Thanks for all your efforts to keep the "feedback loop" to the
rulemakers functioning!
I'd like to offer a suggestion for a hopefully politically acceptable
way to handle the deluge, derived from my own battles with "email" over
the years (decades).
Back in the 1970s, I implemented one of the first email systems on the
Arpanet, under the mentorship of JCR Licklider, who had been pursuing
his vision of a "Galactic Network" at ARPA and MIT. One of the things
we discovered was the significance of anonymity. At the time,
anonymity was forbidden on the Arpanet; you needed an account on some
computer, protected by passwords, in order to legitimately use the
network. The mechanisms were crude and easily broken, but the
principle applied.
Over the years, that principle has been forgotten, and the right to be
anonymous has become entrenched. But many uses of the network, and
needs of its users, demand accountability, so all sorts of mechanisms
have been pasted on top of the network to provide ways to judge user
identity. Banks, medical services, governments, and businesses all
demand some way of proving your identity, with passwords, various
schemes of 2FA, VPNs, or other such technology, with varying degrees of
protection. It is still possible to be anonymous on the net, but many
things you do require you to prove, to some extent, who you are.
So, my suggestion for handling the deluge of "comments" is:
1/ create some mechanism for "registering" your intent to submit a
comment. Make it hard for bots to register. Perhaps you can leverage
the work of various partners, e.g., ISPs, retailers, government
agencies, financial institutions, of others who already have some way of
identifying their users.
2/ Also make registration optional - anyone can still submit comments
anonymously if they choose.
3/ for "registered commenters", provide a way to "edit" your previous
comment - i.e., advise that your comment is always the last one you
submitted. I.E., whoever you are, you can only submit one comment,
which will be the last one you submit.
4/ In the thousands of pages of comments, somehow flag the ones that are
from registered commenters, visible to the people who read the
comments. Even better, provide those "information consumers" with ways
to sort, filter, and search through the body of comments.
This may not reduce the deluge of comments, but I'd expect it to help
the lawyers and politicians keep their heads above the water.
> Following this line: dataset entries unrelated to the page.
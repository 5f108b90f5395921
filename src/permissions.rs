//! The permission checks the console asks the backend to evaluate for the
//! signed-in user. Each check names an RBAC object type and an action; the
//! backend answers with one boolean per check name.

use std::collections::BTreeMap;

use serde::{Deserialize, Serialize};
use ts_rs::TS;
use utoipa::ToSchema;
use uuid::Uuid;

pub const READ_ALL_USERS: &str = "readAllUsers";
pub const UPDATE_USERS: &str = "updateUsers";
pub const CREATE_USER: &str = "createUser";
pub const CREATE_TEMPLATES: &str = "createTemplates";
pub const DELETE_TEMPLATES: &str = "deleteTemplates";
pub const VIEW_AUDIT_LOG: &str = "viewAuditLog";

#[derive(Debug, Clone, Copy, PartialEq, Eq, Serialize, Deserialize, TS, ToSchema)]
#[serde(rename_all = "lowercase")]
#[ts(export)]
pub enum Action {
    Create,
    Read,
    Update,
    Delete,
}

/// RbacObject
///
/// The object a check is about. Leaving `owner_id` and `organization_id` empty
/// asks about every object of the type ("can read all users").
#[derive(Debug, Clone, PartialEq, Eq, Serialize, Deserialize, TS, ToSchema)]
#[ts(export)]
pub struct RbacObject {
    pub resource_type: String,
    #[serde(default, skip_serializing_if = "Option::is_none")]
    pub owner_id: Option<Uuid>,
    #[serde(default, skip_serializing_if = "Option::is_none")]
    pub organization_id: Option<Uuid>,
}

impl RbacObject {
    pub fn of_type(resource_type: &str) -> Self {
        Self {
            resource_type: resource_type.to_string(),
            owner_id: None,
            organization_id: None,
        }
    }
}

#[derive(Debug, Clone, PartialEq, Eq, Serialize, Deserialize, TS, ToSchema)]
#[ts(export)]
pub struct AuthorizationCheck {
    pub object: RbacObject,
    pub action: Action,
}

/// AuthorizationRequest
///
/// Body of `POST /api/v2/users/{id}/authorization`.
#[derive(Debug, Clone, Default, PartialEq, Eq, Serialize, Deserialize, TS, ToSchema)]
#[ts(export)]
pub struct AuthorizationRequest {
    pub checks: BTreeMap<String, AuthorizationCheck>,
}

impl AuthorizationRequest {
    pub fn with_check(mut self, name: &str, resource_type: &str, action: Action) -> Self {
        self.checks.insert(
            name.to_string(),
            AuthorizationCheck {
                object: RbacObject::of_type(resource_type),
                action,
            },
        );
        self
    }

    pub fn names(&self) -> impl Iterator<Item = &str> {
        self.checks.keys().map(String::as_str)
    }
}

/// console_checks
///
/// Every check the console needs to decide what to show.
pub fn console_checks() -> AuthorizationRequest {
    AuthorizationRequest::default()
        .with_check(READ_ALL_USERS, "user", Action::Read)
        .with_check(UPDATE_USERS, "user", Action::Update)
        .with_check(CREATE_USER, "user", Action::Create)
        .with_check(CREATE_TEMPLATES, "template", Action::Update)
        .with_check(DELETE_TEMPLATES, "template", Action::Delete)
        .with_check(VIEW_AUDIT_LOG, "audit_log", Action::Read)
}
use crate::{
    entitlements::{Entitlements, FeatureName, FeatureVisibilityMap, feature_visibility},
    models::User,
    permissions,
    session::{PermissionSet, SessionState},
};

/// StoreEvent
///
/// Everything that may change the client state. Nothing else writes to the store.
#[derive(Debug, Clone)]
pub enum StoreEvent {
    SessionLoading,
    SignedIn {
        user: User,
        permissions: PermissionSet,
    },
    SignedOut,
    PermissionsRefreshed(PermissionSet),
    EntitlementsRefreshed(Entitlements),
}

/// ClientStateStore
///
/// Single writer of the session state and the feature visibility map. Guards
/// and pages never see the store itself, only a [`StoreSnapshot`] taken from it.
#[derive(Debug, Clone)]
pub struct ClientStateStore {
    session: SessionState,
    entitlements: Entitlements,
    visibility: FeatureVisibilityMap,
    version: u64,
}

impl Default for ClientStateStore {
    fn default() -> Self {
        Self::new()
    }
}

impl ClientStateStore {
    /// A fresh store knows nothing yet: the session is loading and no feature is visible.
    pub fn new() -> Self {
        Self {
            session: SessionState::loading(),
            entitlements: Entitlements::default(),
            visibility: FeatureVisibilityMap::default(),
            version: 0,
        }
    }

    /// dispatch
    ///
    /// Applies one event. The version is bumped for every applied event so that
    /// hosts can tell a stale render from a fresh one.
    pub fn dispatch(&mut self, event: StoreEvent) {
        match event {
            StoreEvent::SessionLoading => {
                self.session = SessionState::loading();
            }
            StoreEvent::SignedIn { user, permissions } => {
                tracing::debug!(user = %user.username, "session signed in");
                self.session = SessionState::authenticated(user, permissions);
            }
            StoreEvent::SignedOut => {
                tracing::debug!("session signed out");
                self.session = SessionState::unauthenticated();
            }
            StoreEvent::PermissionsRefreshed(permissions) => {
                if !self.session.is_authenticated() {
                    tracing::warn!("ignoring permission refresh without a signed-in session");
                    return;
                }
                self.session.replace_permissions(permissions);
            }
            StoreEvent::EntitlementsRefreshed(entitlements) => {
                self.visibility = feature_visibility(&entitlements);
                self.entitlements = entitlements;
            }
        }
        self.version += 1;
    }

    pub fn version(&self) -> u64 {
        self.version
    }

    // --- Selectors ---

    pub fn select_session(&self) -> &SessionState {
        &self.session
    }

    pub fn select_permissions(&self) -> &PermissionSet {
        self.session.permissions()
    }

    pub fn select_feature_visibility(&self) -> &FeatureVisibilityMap {
        &self.visibility
    }

    pub fn select_entitlements(&self) -> &Entitlements {
        &self.entitlements
    }

    /// Takes the immutable context one resolution runs against.
    pub fn snapshot(&self) -> StoreSnapshot {
        StoreSnapshot {
            session: self.session.clone(),
            feature_visibility: self.visibility.clone(),
            version: self.version,
        }
    }
}

/// StoreSnapshot
///
/// The explicit context threaded through guard evaluation and rendering.
#[derive(Debug, Clone, PartialEq, Eq)]
pub struct StoreSnapshot {
    pub session: SessionState,
    pub feature_visibility: FeatureVisibilityMap,
    pub version: u64,
}

impl StoreSnapshot {
    pub fn permissions(&self) -> &PermissionSet {
        self.session.permissions()
    }
}

// --- Visibility selectors used by permission guards and the frame ---

/// The audit log needs both the licensed feature and the per-user permission.
pub fn audit_log_visible(snapshot: &StoreSnapshot) -> bool {
    snapshot.feature_visibility.is_visible(FeatureName::AuditLog)
        && snapshot.permissions().allows(permissions::VIEW_AUDIT_LOG)
}

pub fn users_visible(snapshot: &StoreSnapshot) -> bool {
    snapshot.permissions().allows(permissions::READ_ALL_USERS)
}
Anonymity is an important issue for Net Neutrality too, but I'll opine
about that separately.....
Jack Haverty
On 10/2/23 12:38, David Bray, PhD via Nnagain wrote:
Greetings all and thank you Dave Taht for that very kind intro...
First, I'll open with I'm a gosh-darn non-partisan, which means I
swore an oath to uphold the Constitution first and serve the United
States - not a specific party, tribe, or ideology. This often means,
especially in today's era of 24/7 news and social media, non-partisans
have to "top cover".
Second, I'll share that in what happened in 2017 (which itself was 10x
what we saw in 2014) my biggest concern was and remains that a few
actors attempted to flood the system with less-than-authentic comments.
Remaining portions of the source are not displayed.